> [REQUIRED ACTION]
Filter the listing below for "seen" and report every line that has it.

==*==

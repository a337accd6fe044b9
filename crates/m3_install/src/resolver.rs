//! Turns a mod definition plus the user's alternate selections into an
//! [`InstallMapping`].
//!
//! Resolution runs per job in declaration order:
//!
//! 1. the job's declared files form the base set;
//! 2. selected alternates are applied in their declaration order, each
//!    running its operations in order;
//! 3. the job is classified as loose-file (unpacked) or archive (packed)
//!    delivery, or skipped when the official DLC it patches is missing;
//! 4. `CUSTOMDLC` jobs record the content folders they install.
//!
//! Finally the loose-file destinations of all jobs, qualified relative to the
//! game root, are checked for collisions across jobs. Packed entries live in
//! their own archive namespace and are not part of that check.

use crate::error::ResolveError;
use crate::mapping::{
    clean_path, normalize_path, FileMap, InstallMapping, InstallSourceFile, MappedFile,
    PackedJobMapping, ResolveContext, SkippedJob, UnpackedJobMapping,
};
use crate::target::{DlcState, InstallTarget};
use m3_mod_definition::{
    AlternateOperation, AlternateOption, Game, InstallationJob, JobHeader, ModDefinition,
};
use std::collections::{BTreeMap, BTreeSet, HashMap};

type Result<T> = std::result::Result<T, ResolveError>;

/// Alternate options the user picked, per job.
#[derive(Debug, Clone, Default, PartialEq, Eq)]
pub struct Selections {
    selected: BTreeMap<JobHeader, BTreeSet<String>>,
}

impl Selections {
    pub fn new() -> Self {
        Self::default()
    }

    pub fn select(mut self, job: JobHeader, alternate: impl Into<String>) -> Self {
        self.insert(job, alternate);
        self
    }

    pub fn insert(&mut self, job: JobHeader, alternate: impl Into<String>) {
        self.selected.entry(job).or_default().insert(alternate.into());
    }

    pub fn is_selected(&self, job: &JobHeader, alternate: &str) -> bool {
        self.selected
            .get(job)
            .is_some_and(|names| names.contains(alternate))
    }

    fn jobs(&self) -> impl Iterator<Item = (&JobHeader, &BTreeSet<String>)> {
        self.selected.iter()
    }
}

/// How a job's files reach the game.
enum Delivery {
    Unpacked,
    Packed(camino::Utf8PathBuf),
    Skip(String),
}

/// Resolve a mod into an installation plan for `target`.
///
/// Pure: reads nothing from disk. Relative sources are resolved against
/// `context` only when the mapping is consumed.
pub fn resolve(
    definition: &ModDefinition,
    selections: &Selections,
    target: &InstallTarget,
    context: &ResolveContext,
) -> Result<InstallMapping> {
    let game = target.game();
    if definition.game != game {
        return Err(ResolveError::GameMismatch {
            mod_game: definition.game,
            target_game: game,
        });
    }

    validate_selections(definition, selections)?;

    let mut mapping = InstallMapping {
        game,
        context: context.clone(),
        unpacked: Vec::new(),
        packed: Vec::new(),
        skipped_jobs: Vec::new(),
    };

    for job in &definition.jobs {
        let delivery = match classify(game, &job.header, target)? {
            Delivery::Skip(reason) => {
                tracing::warn!("Skipping job {}: {}", job.header, reason);
                mapping.skipped_jobs.push(SkippedJob {
                    header: job.header.clone(),
                    reason,
                });
                continue;
            }
            delivery => delivery,
        };

        let files = build_file_set(job, selections)?;
        tracing::debug!("Job {} resolved to {} files", job.header, files.len());

        match delivery {
            Delivery::Packed(archive) => mapping.packed.push(PackedJobMapping {
                header: job.header.clone(),
                archive,
                files,
            }),
            _ => {
                let dlc_folders = match job.header {
                    JobHeader::CustomDlc => dlc_folders(&files),
                    _ => Vec::new(),
                };
                mapping.unpacked.push(UnpackedJobMapping {
                    header: job.header.clone(),
                    files,
                    dlc_folders,
                });
            }
        }
    }

    check_cross_job_conflicts(&mapping)?;

    tracing::info!(
        "Resolved '{}' for {}: {} unpacked jobs, {} packed jobs, {} skipped, {} files",
        definition.name,
        game,
        mapping.unpacked.len(),
        mapping.packed.len(),
        mapping.skipped_jobs.len(),
        mapping.file_count()
    );
    Ok(mapping)
}

fn validate_selections(definition: &ModDefinition, selections: &Selections) -> Result<()> {
    for (header, names) in selections.jobs() {
        let unknown = |name: &String| ResolveError::UnknownAlternate {
            job: header.clone(),
            name: name.clone(),
        };
        let Some(job) = definition.job(header) else {
            return match names.iter().next() {
                Some(name) => Err(unknown(name)),
                None => Ok(()),
            };
        };

        let mut groups: BTreeMap<&str, Vec<String>> = BTreeMap::new();
        for name in names {
            let alternate = job.alternate(name).ok_or_else(|| unknown(name))?;
            if let Some(group) = &alternate.group {
                groups.entry(group.as_str()).or_default().push(name.clone());
            }
        }

        if let Some((group, selected)) = groups.into_iter().find(|(_, s)| s.len() > 1) {
            return Err(ResolveError::ExclusiveGroupViolation {
                job: header.clone(),
                group: group.to_string(),
                selected,
            });
        }
    }
    Ok(())
}

fn classify(game: Game, header: &JobHeader, target: &InstallTarget) -> Result<Delivery> {
    let unsupported = || ResolveError::UnsupportedGameForJob {
        game,
        job: header.clone(),
    };

    match header {
        JobHeader::Basegame | JobHeader::Localization | JobHeader::CustomDlc => {
            Ok(Delivery::Unpacked)
        }
        JobHeader::BalanceChanges if game == Game::ME3 => Ok(Delivery::Unpacked),
        JobHeader::Me1Config if game == Game::ME1 => Ok(Delivery::Unpacked),
        JobHeader::TestPatch if game == Game::ME3 => {
            Ok(delivery_for_state(target.test_patch_state(), "test patch is not installed"))
        }
        JobHeader::OfficialDlc(folder) if !game.is_legendary() => {
            let state = target.dlc_state(folder);
            let reason = format!("DLC {folder} is not installed");
            if game == Game::ME3 {
                Ok(delivery_for_state(&state, &reason))
            } else if state == DlcState::NotInstalled {
                Ok(Delivery::Skip(reason))
            } else {
                // ME1 and ME2 never ship DLC in archives
                Ok(Delivery::Unpacked)
            }
        }
        _ => Err(unsupported()),
    }
}

fn delivery_for_state(state: &DlcState, missing_reason: &str) -> Delivery {
    match state {
        DlcState::Unpacked => Delivery::Unpacked,
        DlcState::Packed { archive } => Delivery::Packed(archive.clone()),
        DlcState::NotInstalled => Delivery::Skip(missing_reason.to_string()),
    }
}

/// Base files of the job with the selected alternates applied.
fn build_file_set(job: &InstallationJob, selections: &Selections) -> Result<FileMap> {
    let mut files = FileSet::new(&job.header);
    for entry in &job.files {
        files.add(
            &entry.destination,
            InstallSourceFile::base(entry.source.clone()),
            false,
        )?;
    }

    for alternate in job
        .alternates
        .iter()
        .filter(|alt| selections.is_selected(&job.header, &alt.name))
    {
        tracing::debug!("Applying alternate '{}' to job {}", alternate.name, job.header);
        apply_alternate(&mut files, alternate)?;
    }

    Ok(files.into_inner())
}

fn apply_alternate(files: &mut FileSet, alternate: &AlternateOption) -> Result<()> {
    let name = alternate.name.as_str();
    for operation in &alternate.operations {
        match operation {
            AlternateOperation::Add {
                destination,
                source,
                overrides_existing,
            } => files.add(
                destination,
                InstallSourceFile::from_alternate(source.clone(), name),
                *overrides_existing,
            )?,
            AlternateOperation::Remove { destination } => files.remove(destination),
            AlternateOperation::Replace {
                destination,
                source,
            } => files.replace(
                destination,
                InstallSourceFile::from_alternate(source.clone(), name),
            )?,
            AlternateOperation::AddMultiList {
                root,
                target_dir,
                files: listed,
            } => {
                for file in listed {
                    files.add(
                        &join_destination(target_dir, file),
                        InstallSourceFile::from_alternate(root.join(file), name),
                        false,
                    )?;
                }
            }
            AlternateOperation::RemoveMultiList {
                target_dir,
                files: listed,
            } => {
                for file in listed {
                    files.remove(&join_destination(target_dir, file));
                }
            }
        }
    }
    Ok(())
}

fn join_destination(dir: &str, file: &str) -> String {
    let dir = clean_path(dir);
    let dir = dir.trim_end_matches('/');
    if dir.is_empty() {
        clean_path(file)
    } else {
        format!("{}/{}", dir, clean_path(file))
    }
}

/// Case-insensitive file set of a single job under construction.
struct FileSet<'a> {
    job: &'a JobHeader,
    files: FileMap,
}

impl<'a> FileSet<'a> {
    fn new(job: &'a JobHeader) -> Self {
        Self {
            job,
            files: FileMap::new(),
        }
    }

    fn add(&mut self, destination: &str, source: InstallSourceFile, overrides: bool) -> Result<()> {
        let key = normalize_path(destination);
        if let Some(existing) = self.files.get(&key) {
            if !overrides {
                return Err(ResolveError::Conflict {
                    job: self.job.clone(),
                    destination: existing.destination.clone(),
                    existing: existing.source.describe(),
                    incoming: source.describe(),
                });
            }
            tracing::debug!("Overriding {} with {}", existing.destination, source.describe());
        }
        self.files.insert(
            key,
            MappedFile {
                destination: clean_path(destination),
                source,
            },
        );
        Ok(())
    }

    fn remove(&mut self, destination: &str) {
        if self.files.remove(&normalize_path(destination)).is_none() {
            tracing::debug!(
                "Nothing to remove at {} in job {}",
                destination,
                self.job
            );
        }
    }

    fn replace(&mut self, destination: &str, source: InstallSourceFile) -> Result<()> {
        match self.files.get_mut(&normalize_path(destination)) {
            Some(file) => {
                file.source = source;
                Ok(())
            }
            None => Err(ResolveError::ReplaceTargetMissing {
                job: self.job.clone(),
                alternate: source.alternate.unwrap_or_default(),
                destination: destination.to_string(),
            }),
        }
    }

    fn into_inner(self) -> FileMap {
        self.files
    }
}

/// Distinct first path segments of a `CUSTOMDLC` job, in sorted order.
fn dlc_folders(files: &FileMap) -> Vec<String> {
    let mut folders: BTreeMap<String, String> = BTreeMap::new();
    for file in files.values() {
        if let Some((folder, _)) = file.destination.split_once('/') {
            folders
                .entry(folder.to_lowercase())
                .or_insert_with(|| folder.to_string());
        }
    }
    folders.into_values().collect()
}

fn check_cross_job_conflicts(mapping: &InstallMapping) -> Result<()> {
    let mut seen: HashMap<String, (&JobHeader, &MappedFile)> = HashMap::new();
    for job in mapping.unpacked_jobs() {
        for file in job.files.values() {
            let qualified = job.qualified_destination(mapping.game(), file);
            let previous = seen.insert(normalize_path(&qualified), (&job.header, file));
            if let Some((other_job, other)) = previous {
                return Err(ResolveError::Conflict {
                    job: job.header.clone(),
                    destination: qualified,
                    existing: format!("{} (job {})", other.source.describe(), other_job),
                    incoming: file.source.describe(),
                });
            }
        }
    }
    Ok(())
}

==*==

> [ANSWER AREA]
    let mut seen: HashMap<String, (&JobHeader, &MappedFile)> = HashMap::new();
            let previous = seen.insert(normalize_path(&qualified), (&job.header, file));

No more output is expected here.